Setiap PNS itu Korpri dan wadah Korpri adalah Golkar. Jadi sama saja dengan PNS
itu Golkar. Ini berbahaya karena birokrasi merupakan wilayah eksekusi
kebijakan. Jika birokrasi tidak netral, maka jika suatu saat partai lain yang
memegang pucuk kebijakan, maka dia akan sulit dalam menjalankan kebijakannya
karena birokrasi yang seharusnya menjalankan kebijakan tersebut memihak pada
partai lain. Akibatnya kebijakan tinggal kebijakan dan tidak terlaksana. Lebih
parahnya, ini dapat memicu reformasi birokrasi besar-besaran setiap kali ada
pergantian kepemimpinan dan tentunya ini bukanlah hal yang baik untuk
stabilitas pemerintahan. Maka seharusnya birokrasi itu netral.
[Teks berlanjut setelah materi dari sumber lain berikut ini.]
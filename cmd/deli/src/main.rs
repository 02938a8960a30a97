//! Deli counter simulation
//!
//! One cashier context per order file posts sandwich orders to a shared
//! board with room for `max_orders` orders; a single maker context waits
//! until the board is as full as it can get, then makes the order closest
//! to the sandwich it made last.
//!
//! ```text
//! deli <max_orders> <orders_file>...
//! ```
//!
//! # Environment Variables
//!
//! - `DELI_PREEMPT_SEED=<n>` - Enable seeded synchronous preemption
//! - `DELI_PREEMPT_TIMER=1` - Enable alarm-driven preemption
//! - `UTHREAD_LOG_LEVEL=debug` - Scheduler logging on stderr

use std::cell::RefCell;
use std::collections::VecDeque;
use std::process;
use std::rc::Rc;
use uthread::{
    bootstrap, broadcast, env_get_bool, env_get_opt, lock, signal, spawn, start_preemptions, unlock,
    wait, CondId, LockId, PreemptionConfig, ThreadResult,
};
use uthread::{kdebug, kerror};

const BOARD_LOCK: LockId = 1;
const PRINT_LOCK: LockId = 2;
/// A slot on the board opened up
const SLOT_FREED: CondId = 1;
/// An order was posted
const ORDER_ADDED: CondId = 2;

/// Distance baseline larger than any sandwich number
const NO_ORDER: i32 = 2001;
const FREE: i32 = -1;

/// Shared board, only touched while `BOARD_LOCK` is held
#[derive(Debug)]
struct Board {
    /// Posted sandwich per cashier, `FREE` when none
    slots: Vec<i32>,
    /// Cashier has posted its last order
    done: Vec<bool>,
    max_orders: usize,
    posted: usize,
    live_cashiers: usize,
}

impl Board {
    fn new(cashiers: usize, max_orders: usize) -> Self {
        Self {
            slots: vec![FREE; cashiers],
            done: vec![false; cashiers],
            max_orders,
            posted: 0,
            live_cashiers: cashiers,
        }
    }

    /// A cashier must hold off while its previous order is unmade or the
    /// board is full.
    fn cashier_must_wait(&self, cashier: usize) -> bool {
        self.slots[cashier] >= 0 || self.posted == self.max_orders
    }

    fn post(&mut self, cashier: usize, sandwich: i32, last: bool) {
        self.slots[cashier] = sandwich;
        self.posted += 1;
        if last {
            self.done[cashier] = true;
        }
    }

    /// A cashier with no orders at all leaves without posting
    fn leave_empty(&mut self, cashier: usize) {
        self.done[cashier] = true;
        self.live_cashiers -= 1;
    }

    fn finished(&self) -> bool {
        self.posted == 0 && self.live_cashiers == 0
    }

    /// The maker waits until the board holds as many orders as it can:
    /// one per live cashier, capped by the board size.
    fn maker_must_wait(&self) -> bool {
        self.posted < self.max_orders.min(self.live_cashiers)
    }

    /// Remove the posted order closest to `last`; ties go to the lowest
    /// cashier number.
    fn take_closest(&mut self, last: i32) -> (usize, i32) {
        let mut cashier = 0;
        let mut closest = NO_ORDER;
        for (i, &slot) in self.slots.iter().enumerate() {
            if slot >= 0 && (last - slot).abs() < (last - closest).abs() {
                cashier = i;
                closest = slot;
            }
        }
        if self.done[cashier] {
            self.live_cashiers -= 1;
        }
        self.slots[cashier] = FREE;
        self.posted -= 1;
        (cashier, closest)
    }
}

type SharedBoard = Rc<RefCell<Board>>;

/// Integers up to the first token that is not one
fn parse_orders(text: &str) -> VecDeque<i32> {
    text.split_whitespace().map_while(|tok| tok.parse().ok()).collect()
}

fn say(line: String) -> ThreadResult<()> {
    lock(PRINT_LOCK)?;
    println!("{}", line);
    unlock(PRINT_LOCK)
}

fn cashier(board: SharedBoard, me: usize, path: String) -> ThreadResult<()> {
    let mut orders = match std::fs::read_to_string(&path) {
        Ok(text) => parse_orders(&text),
        Err(e) => {
            kerror!("cashier {}: cannot read {}: {}", me, path, e);
            VecDeque::new()
        }
    };

    if orders.is_empty() {
        lock(BOARD_LOCK)?;
        board.borrow_mut().leave_empty(me);
        signal(BOARD_LOCK, ORDER_ADDED)?;
        return unlock(BOARD_LOCK);
    }

    while let Some(sandwich) = orders.pop_front() {
        lock(BOARD_LOCK)?;
        while board.borrow().cashier_must_wait(me) {
            wait(BOARD_LOCK, SLOT_FREED)?;
        }
        board.borrow_mut().post(me, sandwich, orders.is_empty());
        say(format!("POSTED: cashier {} sandwich {}", me, sandwich))?;
        signal(BOARD_LOCK, ORDER_ADDED)?;
        unlock(BOARD_LOCK)?;
    }
    kdebug!("cashier {} done", me);
    Ok(())
}

fn maker(board: SharedBoard, files: Vec<String>) -> ThreadResult<()> {
    if let Some(seed) = env_get_opt::<u64>("DELI_PREEMPT_SEED") {
        start_preemptions(PreemptionConfig::new(
            env_get_bool("DELI_PREEMPT_TIMER", false),
            true,
            seed,
        ))?;
    } else if env_get_bool("DELI_PREEMPT_TIMER", false) {
        start_preemptions(PreemptionConfig::asynchronous())?;
    }

    for (i, path) in files.into_iter().enumerate() {
        let board = board.clone();
        spawn(move || {
            if let Err(e) = cashier(board, i, path) {
                kerror!("cashier {} failed: {}", i, e);
            }
        })?;
    }

    let mut last = FREE;
    loop {
        lock(BOARD_LOCK)?;
        while !board.borrow().finished() && board.borrow().maker_must_wait() {
            wait(BOARD_LOCK, ORDER_ADDED)?;
        }
        if board.borrow().finished() {
            unlock(BOARD_LOCK)?;
            break;
        }
        let (cashier, sandwich) = board.borrow_mut().take_closest(last);
        last = sandwich;
        broadcast(BOARD_LOCK, SLOT_FREED)?;
        say(format!("READY: cashier {} sandwich {}", cashier, sandwich))?;
        unlock(BOARD_LOCK)?;
    }
    kdebug!("maker done");
    Ok(())
}

fn main() {
    let args: Vec<String> = std::env::args().collect();
    if args.len() < 2 {
        eprintln!("usage: {} <max_orders> <orders_file>...", args[0]);
        process::exit(2);
    }
    let max_orders = match args[1].parse::<usize>() {
        Ok(n) if n > 0 => n,
        _ => {
            eprintln!("deli: max_orders must be a positive integer, got {:?}", args[1]);
            process::exit(2);
        }
    };
    let files: Vec<String> = args[2..].to_vec();
    let board = Rc::new(RefCell::new(Board::new(files.len(), max_orders)));

    let Err(e) = bootstrap(move || {
        if let Err(e) = maker(board, files) {
            kerror!("maker failed: {}", e);
        }
    });
    eprintln!("deli: {}", e);
    process::exit(1);
}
Banyak sekali kasus KKN dalam birokrasi.
Contoh kecil adalah pungli, suap, dll. Ini menjadi bahaya laten karena
menimbulkan ketidakpercayaan yang akut dari masyarakat kepada pemerintah.
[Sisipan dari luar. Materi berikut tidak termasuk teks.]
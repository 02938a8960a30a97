//! Integer-addressed locks with FIFO hand-off
//!
//! A lock springs into existence the first time its id is acquired and its
//! entry is never removed afterwards, so the table grows with the number of
//! distinct ids ever used rather than with the number currently held.
//!
//! Release hands the lock straight to the longest waiter: the waiter becomes
//! holder before it runs again and never re-contends.

use std::collections::hash_map::Entry;
use std::collections::{HashMap, VecDeque};
use crate::error::{ThreadError, ThreadResult};
use crate::id::{ContextId, LockId};

/// Outcome of [`LockTable::acquire`]
#[derive(Debug, Clone, Copy, PartialEq, Eq)]
pub enum Acquire {
    /// Caller is now the holder
    Granted,
    /// Caller was appended to the waiter queue and must suspend
    Queued,
}

#[derive(Debug, Default)]
struct LockEntry {
    holder: Option<ContextId>,
    waiters: VecDeque<ContextId>,
}

/// Lock id -> holder + FIFO waiters
#[derive(Debug, Default)]
pub struct LockTable {
    locks: HashMap<LockId, LockEntry>,
}

impl LockTable {
    pub fn new() -> Self {
        Self { locks: HashMap::new() }
    }

    /// Take `lock` for `who`, or queue `who` behind the current holder.
    ///
    /// Fails with [`ThreadError::AlreadyHeld`] instead of self-deadlocking.
    pub fn acquire(&mut self, lock: LockId, who: ContextId) -> ThreadResult<Acquire> {
        let entry = match self.locks.entry(lock) {
            Entry::Occupied(e) => e.into_mut(),
            Entry::Vacant(e) => e.insert(LockEntry::default()),
        };

        match entry.holder {
            None => {
                entry.holder = Some(who);
                Ok(Acquire::Granted)
            }
            Some(holder) if holder == who => Err(ThreadError::AlreadyHeld(lock)),
            Some(_) => {
                debug_assert!(!entry.waiters.contains(&who));
                entry.waiters.push_back(who);
                Ok(Acquire::Queued)
            }
        }
    }

    /// Verify that `who` may release `lock` without changing anything.
    pub fn check_owner(&self, lock: LockId, who: ContextId) -> ThreadResult<()> {
        match self.locks.get(&lock).and_then(|e| e.holder) {
            None => Err(ThreadError::LockNotHeld(lock)),
            Some(holder) if holder != who => Err(ThreadError::NotOwner(lock)),
            Some(_) => Ok(()),
        }
    }

    /// Release `lock` held by `who`.
    ///
    /// Returns the waiter that now holds the lock, if any. The caller is
    /// responsible for putting it on the ready queue.
    pub fn release(&mut self, lock: LockId, who: ContextId) -> ThreadResult<Option<ContextId>> {
        self.check_owner(lock, who)?;

        // check_owner guarantees the entry exists
        let entry = match self.locks.get_mut(&lock) {
            Some(entry) => entry,
            None => return Err(ThreadError::LockNotHeld(lock)),
        };

        let successor = entry.waiters.pop_front();
        entry.holder = successor;
        Ok(successor)
    }

    /// Current holder of `lock`
    pub fn holder(&self, lock: LockId) -> Option<ContextId> {
        self.locks.get(&lock).and_then(|e| e.holder)
    }

    /// Whether `who` is the holder of any lock
    pub fn holds_any(&self, who: ContextId) -> bool {
        self.locks.values().any(|e| e.holder == Some(who))
    }

    /// Waiters on `lock`, longest-waiting first
    pub fn waiters(&self, lock: LockId) -> Vec<ContextId> {
        self.locks
            .get(&lock)
            .map(|e| e.waiters.iter().copied().collect())
            .unwrap_or_default()
    }

    /// Number of distinct lock ids ever used
    pub fn len(&self) -> usize {
        self.locks.len()
    }

    pub fn is_empty(&self) -> bool {
        self.locks.is_empty()
    }

    /// Total contexts queued on any lock
    pub fn blocked_count(&self) -> usize {
        self.locks.values().map(|e| e.waiters.len()).sum()
    }

    /// Locks in id order with holder and waiter count (for diagnostics)
    pub fn snapshot(&self) -> Vec<(LockId, Option<ContextId>, usize)> {
        let mut out: Vec<_> = self
            .locks
            .iter()
            .map(|(id, e)| (*id, e.holder, e.waiters.len()))
            .collect();
        out.sort_by_key(|(id, _, _)| *id);
        out
    }
}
Selain itu berdampak pula pada iklim investasi. Investor tidak berminat untuk
berinvestasi karena adanya kapitalisasi birokrasi. Hal tersebut mendorong pada
birokrasi yang tidak rasional. Kinerja menjadi tidak profesional, urusan
dipersulit, dsb. Prinsip yang digunakan adalah “jika bisa dipersulit, buat apa
dipermudah”.
6. Banyaknya ancaman separatism e
Misalnya Aceh, Papua, RMS, dll. Ini
merupakan dampak dari dianaktirikannya daerah-daerah tersebut semasa orde baru,
yang tentunya adalah kesalahan pemerintah dalam “mengurus anak”. Tentunya ini
membuat ketahanan nasional Indonesia menjadi lemah, mudah diadu domba,
terkurasnya energi bangsa ini, dan mudah dipengaruhi kepentingan asing.